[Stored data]

━━━━━━━━━━━━━━━━━━━━

//! GoMarketplace Cart - Persistent shopping cart store.
//!
//! # Architecture
//!
//! - [`CartStore`] owns the authoritative in-memory [`CartCollection`]
//! - Every mutation re-persists the whole collection under one key
//! - Storage is any [`KeyValueStore`]: [`MemoryStore`] or [`FileStore`]
//! - Mutations are serialized through a single writer; reads never wait on I/O
//!
//! # Example
//!
//! ```rust,no_run
//! use gomarketplace_cart::{CartStore, FileStore};
//! use gomarketplace_core::{Price, ProductDraft, ProductId};
//!
//! # async fn run() -> Result<(), Box<dyn std::error::Error>> {
//! let store = CartStore::builder()
//!     .storage(FileStore::new(".gomarketplace"))
//!     .build()
//!     .await?;
//!
//! let id = ProductId::parse("mug")?;
//! store
//!     .add_to_cart(ProductDraft {
//!         id: id.clone(),
//!         title: "Coffee mug".to_string(),
//!         image_url: "https://cdn.example.com/mug.png".to_string(),
//!         price: "12.50".parse()?,
//!     })
//!     .await?;
//! store.increment(&id).await?;
//!
//! assert_eq!(store.products().await.total_quantity(), 2);
//! # Ok(())
//! # }
//! ```
//!
//! [`CartCollection`]: gomarketplace_core::CartCollection

#![cfg_attr(not(test), forbid(unsafe_code))]

pub mod config;
pub mod error;
pub mod storage;
pub mod store;

pub use config::{CartConfig, ConfigError, DEFAULT_STORAGE_KEY, LoadPolicy};
pub use error::{CartError, Result};
pub use storage::{FileStore, KeyValueStore, MemoryStore, StorageError};
pub use store::{CartStore, CartStoreBuilder, LoadOutcome, Persistence, Receipt};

━━━━━━━━━━━━━━━━━━━━

Task objective: Every line of the data above that includes "MemoryStore" should be listed.

Task result:
//! - Storage is any [`KeyValueStore`]: [`MemoryStore`] or [`FileStore`]
pub use storage::{FileStore, KeyValueStore, MemoryStore, StorageError};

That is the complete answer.